TASK INSTRUCTIONS: Among the entries below, copy every line that carries the word "minor".

Source data

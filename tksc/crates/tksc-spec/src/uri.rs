//! Versioned URI handling.
//!
//! Spec URIs end in a version segment: a single integer (`/0/`), a semver
//! triple (`/0.0.1/`), or `/latest/`. Conversion edges are keyed by the
//! version-stripped base so an edge registered for `/0/` serves requests
//! for `/0.0.1/`; spec lookup falls back from the exact URI through
//! progressively looser versions to the newest registration.

use std::fmt;

/// A parsed version segment.
#[derive(Clone, Copy, Debug, PartialEq, Eq, PartialOrd, Ord)]
pub struct Version {
    pub major: u64,
    pub minor: u64,
    pub patch: u64,
}

impl Version {
    pub fn new(major: u64, minor: u64, patch: u64) -> Self {
        Self {
            major,
            minor,
            patch,
        }
    }

    /// Parses `0`, `1.2`, or `1.2.3`; missing fields are zero.
    pub fn parse(text: &str) -> Option<Self> {
        let mut parts = text.split('.');
        let major = parts.next()?.parse().ok()?;
        let minor = match parts.next() {
            Some(p) => p.parse().ok()?,
            None => 0,
        };
        let patch = match parts.next() {
            Some(p) => p.parse().ok()?,
            None => 0,
        };
        if parts.next().is_some() {
            return None;
        }
        Some(Self::new(major, minor, patch))
    }
}

impl fmt::Display for Version {
    fn fmt(&self, f: &mut fmt::Formatter<'_>) -> fmt::Result {
        write!(f, "{}.{}.{}", self.major, self.minor, self.patch)
    }
}

/// Splits a URI into its version-stripped base and version segment.
///
/// `https://a/rgb/0.0.1/` → base `https://a/rgb`, `Some(0.0.1)`;
/// `/latest/` yields `None` for the version; a URI with no recognizable
/// version segment is returned whole.
pub fn split_version(uri: &str) -> (String, Option<Version>, bool) {
    let trimmed = uri.trim_end_matches('/');
    match trimmed.rsplit_once('/') {
        Some((base, last)) if last.eq_ignore_ascii_case("latest") => {
            (base.to_string(), None, true)
        }
        Some((base, last)) => match Version::parse(last) {
            Some(version) => (base.to_string(), Some(version), false),
            None => (trimmed.to_string(), None, false),
        },
        None => (trimmed.to_string(), None, false),
    }
}

/// The version-stripped key used by the conversion graph.
pub fn base_of(uri: &str) -> String {
    split_version(uri).0
}

/// Resolves a requested URI against the registered keys.
///
/// Tries, in order: the exact URI, the patch-stripped form, the
/// minor-stripped form, then `latest` (the highest version registered for
/// the same base).
pub fn resolve<'a, I>(registered: I, requested: &str) -> Option<String>
where
    I: Iterator<Item = &'a String> + Clone,
{
    let normalize = |u: &str| u.trim_end_matches('/').to_string();
    let requested_norm = normalize(requested);

    if registered.clone().any(|k| normalize(k) == requested_norm) {
        return Some(requested_norm);
    }

    let (base, version, latest) = split_version(requested);

    if !latest {
        if let Some(version) = version {
            for candidate in [
                format!("{base}/{}.{}", version.major, version.minor),
                format!("{base}/{}", version.major),
            ] {
                if let Some(found) = registered.clone().find(|k| normalize(k) == candidate) {
                    return Some(normalize(found));
                }
            }
        }
    }

    // Highest registered version sharing the base.
    registered
        .filter_map(|k| {
            let (kbase, kversion, _) = split_version(k);
            if kbase == base {
                Some((kversion.unwrap_or(Version::new(0, 0, 0)), normalize(k)))
            } else {
                None
            }
        })
        .max_by_key(|(version, _)| *version)
        .map(|(_, key)| key)
}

COMPLETED TASK:
    pub minor: u64,
    pub fn new(major: u64, minor: u64, patch: u64) -> Self {
            minor,
        let minor = match parts.next() {
        Some(Self::new(major, minor, patch))
        write!(f, "{}.{}.{}", self.major, self.minor, self.patch)
/// minor-stripped form, then `latest` (the highest version registered for
                format!("{base}/{}.{}", version.major, version.minor),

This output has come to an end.